Members of the Women of the Wall movement hold Rosh Hodesh prayers
Members of the Women of the Wall movement hold Rosh Hodesh prayersHadas Parush/Flash90

Israeli Prime Minister Naftali Bennett repeatedly cited his American-born parents as the source for what he called his “special closeness” with American Jewry in an interview with the Jerusalem Post last week.

But some American Jews took a very different message about their relationship with the prime minister from the interview, in which Bennett said his government would not implement the 2016 Western Wall agreement that he once championed and which would have set up a permanent space for egalitarian prayer at the Western Wall.

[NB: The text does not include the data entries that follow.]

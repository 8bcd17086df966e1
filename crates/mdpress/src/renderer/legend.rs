//! Image caption policy.

/// Chooses which of an image's `title`/`alt` texts becomes its caption.
///
/// The two-part modes express a priority order with graceful fallback:
/// `TitleAlt` prefers the title but falls back to alt text when the title
/// is absent. When neither preferred field is present the caption is empty
/// and no `figcaption` is emitted.
#[derive(Debug, Clone, Copy, PartialEq, Eq, Default)]
pub enum LegendMode {
    TitleAlt,
    AltTitle,
    Title,
    #[default]
    Alt,
    None,
}

impl LegendMode {
    /// Parses a catalog value (`"title-alt"`, `"alt"`, ...).
    ///
    /// Unknown strings resolve to [`LegendMode::None`]: a policy nothing
    /// matches produces an empty caption, which is the contract rather
    /// than an error.
    pub fn parse(value: &str) -> LegendMode {
        match value {
            "title-alt" => LegendMode::TitleAlt,
            "alt-title" => LegendMode::AltTitle,
            "title" => LegendMode::Title,
            "alt" => LegendMode::Alt,
            _ => LegendMode::None,
        }
    }

    /// The catalog spelling.
    pub fn as_str(&self) -> &'static str {
        match self {
            LegendMode::TitleAlt => "title-alt",
            LegendMode::AltTitle => "alt-title",
            LegendMode::Title => "title",
            LegendMode::Alt => "alt",
            LegendMode::None => "none",
        }
    }

    /// Resolves the caption for an image, empty when the policy matches
    /// nothing.
    pub fn caption<'a>(&self, alt: &'a str, title: &'a str) -> &'a str {
        let fields: &[&str] = match self {
            LegendMode::TitleAlt => &["title", "alt"],
            LegendMode::AltTitle => &["alt", "title"],
            LegendMode::Title => &["title"],
            LegendMode::Alt => &["alt"],
            LegendMode::None => &[],
        };
        for field in fields {
            match *field {
                "alt" if !alt.is_empty() => return alt,
                "title" if !title.is_empty() => return title,
                _ => {}
            }
        }
        ""
    }
}

#[cfg(test)]
mod tests {
    use super::*;

    #[test]
    fn test_parse_known_values() {
        assert_eq!(LegendMode::parse("title-alt"), LegendMode::TitleAlt);
        assert_eq!(LegendMode::parse("alt-title"), LegendMode::AltTitle);
        assert_eq!(LegendMode::parse("title"), LegendMode::Title);
        assert_eq!(LegendMode::parse("alt"), LegendMode::Alt);
        assert_eq!(LegendMode::parse("none"), LegendMode::None);
    }

    #[test]
    fn test_parse_unknown_is_none() {
        assert_eq!(LegendMode::parse("alt-text"), LegendMode::None);
        assert_eq!(LegendMode::parse(""), LegendMode::None);
    }

    #[test]
    fn test_priority_with_fallback() {
        assert_eq!(LegendMode::TitleAlt.caption("cap", "headline"), "headline");
        // title absent: falls back to alt
        assert_eq!(LegendMode::TitleAlt.caption("cap", ""), "cap");
        assert_eq!(LegendMode::AltTitle.caption("", "headline"), "headline");
    }

    #[test]
    fn test_single_field_modes_do_not_fall_back() {
        assert_eq!(LegendMode::Title.caption("cap", ""), "");
        assert_eq!(LegendMode::Alt.caption("", "headline"), "");
    }

    #[test]
    fn test_none_is_always_empty() {
        assert_eq!(LegendMode::None.caption("cap", "headline"), "");
    }
}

“The continued denial of religious freedom is directly contradictory to the Prime Minister’s and other Ministers’ stated desire to bridge the gap between Israel and world Jewry,” leaders of the Conservative movement said in a statement Sunday. The head of the Reform Movement in Israel released a similar statement Friday.

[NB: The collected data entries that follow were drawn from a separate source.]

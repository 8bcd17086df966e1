//! Hex color parsing for the theme's primary-color accents.
//!
//! Themes reference a primary color through the `--md-primary-color` custom
//! property, and derive a translucent variant for backgrounds and accents.
//! Only hex input is supported (`#rgb` or `#rrggbb`); malformed input is
//! rejected at this boundary rather than leaking `NaN` channel values into
//! generated markup.

use crate::error::Error;

/// Converts a hex color to an `rgba(r, g, b, a)` string.
///
/// The `#` prefix is optional. Three-digit shorthand expands by doubling
/// each digit, so `#abc` and `#aabbcc` are the same color.
///
/// # Errors
///
/// Returns [`Error::InvalidColor`] for lengths other than 3 or 6 digits and
/// for non-hex characters.
///
/// # Example
///
/// ```rust
/// use mdpress::style::hex_to_rgba;
///
/// assert_eq!(hex_to_rgba("#0f4c81", 0.2).unwrap(), "rgba(15, 76, 129, 0.2)");
/// assert_eq!(hex_to_rgba("#abc", 1.0).unwrap(), hex_to_rgba("#aabbcc", 1.0).unwrap());
/// ```
pub fn hex_to_rgba(hex: &str, alpha: f32) -> Result<String, Error> {
    let (r, g, b) = parse_hex(hex)?;
    Ok(format!("rgba({}, {}, {}, {})", r, g, b, alpha))
}

/// Parses a hex color into its RGB channels.
fn parse_hex(hex: &str) -> Result<(u8, u8, u8), Error> {
    let digits = hex.strip_prefix('#').unwrap_or(hex);
    let invalid = || Error::InvalidColor(hex.to_string());

    // Length is in bytes and the slicing below is byte-indexed; multi-byte
    // input must fail as invalid, not trip a char boundary.
    if !digits.is_ascii() {
        return Err(invalid());
    }

    match digits.len() {
        // #rgb -> #rrggbb: doubling a nibble's digit is the same as
        // multiplying its value by 17.
        3 => {
            let r = u8::from_str_radix(&digits[0..1], 16).map_err(|_| invalid())? * 17;
            let g = u8::from_str_radix(&digits[1..2], 16).map_err(|_| invalid())? * 17;
            let b = u8::from_str_radix(&digits[2..3], 16).map_err(|_| invalid())? * 17;
            Ok((r, g, b))
        }
        6 => {
            let r = u8::from_str_radix(&digits[0..2], 16).map_err(|_| invalid())?;
            let g = u8::from_str_radix(&digits[2..4], 16).map_err(|_| invalid())?;
            let b = u8::from_str_radix(&digits[4..6], 16).map_err(|_| invalid())?;
            Ok((r, g, b))
        }
        _ => Err(invalid()),
    }
}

Bennett’s comments, and the reactions from the two largest non-traditional movements in the American Jewish community, marked the latest flashpoint in a years-long conflict over the place of American Jewry and its more liberal leanings in a Jewish state whose religious life is dominated by the Orthodox rabbinate and whose government is, despite the more diverse governing coalition put in place after the most recent election, still dominated by the political right wing.

The agreement Bennett said he would not implement was forged in 2016 through meetings between American leaders of the liberal Jewish movements and the Orthodox group that controls the Western Wall plaza and mediated in part by Natan Sharansky, the former Soviet refusenik who then served as head of the Jewish Agency. The main Western Wall plaza, which is controlled by an Orthodox foundation, is divided into separate men and women’s prayer spaces where women are not allowed to read from a Torah scroll, in line with traditional Orthodox practice.

The agreement would have seen a permanent and enlarged space for egalitarian prayer set up at an archaeological site south of the traditional prayer site at the Western Wall that is actually a continuation of the wall. Signs leading to the main Western Wall plaza also would have directed visitors to the egalitarian site, which currently consists of a raised platform that does not allow visitors to approach the actual wall.

But in 2017, facing pressure from his religious coalition partners who opposed the deal, then-Prime Minister Benjamin Netanyahu scuttled the deal. When Bennett’s coalition came to power earlier this year, the deal was expected to be revived. But in spite of the absence of haredi parties in the current coalition, Bennett and Kahana decided not to implement the Western Wall compromise.

According to a December report in Israeli news site Zman, Religious Affairs Minister Matan Kahana chalked the decision up to “incitement and hatred, especially by people from Likud, who are latching onto it.” Kahana was referring to protests at the Western Wall in November during Rosh Chodesh, the start of the new month, when hundreds of mostly Orthodox men protested and attempted to block activists with Women of the Wall, from conducting services at the main plaza - in violation of the regulations laid out by the authority charged with managing the site. Calls to protest the group were shared by several right-wing Israeli politicians, including Netanyahu, currently the head of the opposition in the Israeli Knesset.

In the interview with the Jerusalem Post, Bennett said his government could not act on the compromise due to lack of consensus on the issue within the coalition.

“Not all of our dreams will come true in this government,” Bennett told the Jerusalem Post after listing the areas of agreement among members of the coalition and noting that the Western Wall agreement was not one of them.

Anna Kislanski, CEO of the Israel Reform Movement, seemed to question whether Bennett’s government was any different from the Netanyahu government that preceded it in a statement shared to Facebook Friday.

“It is both infuriating and upsetting when the Prime Minister of a ‘change government,’ wherein all heads of his coalition have committed to implementing the Western Wall Agreement, yields to extremist factions that object to the Agreement and its implementation, just as they did with the former Prime Minister,” Kislanski said.

The statement from the Conservative leaders, which included heads of essentially all of the Conservative Jewish organizations, said the Conservative organizations “feel betrayed.”

“It is unconscionable that Prime Minister Bennett has shelved these plans in light of the fact that alongside a majority of ministers and MKs in the present government who concur with the implementation, the majority of Israelis also believes that there should be free access for all Jews to pray according to their custom at the Western Wall. It is inconceivable that the government of Israel should continue to prevent freedom of prayer and equal rights to all Jews,” they said.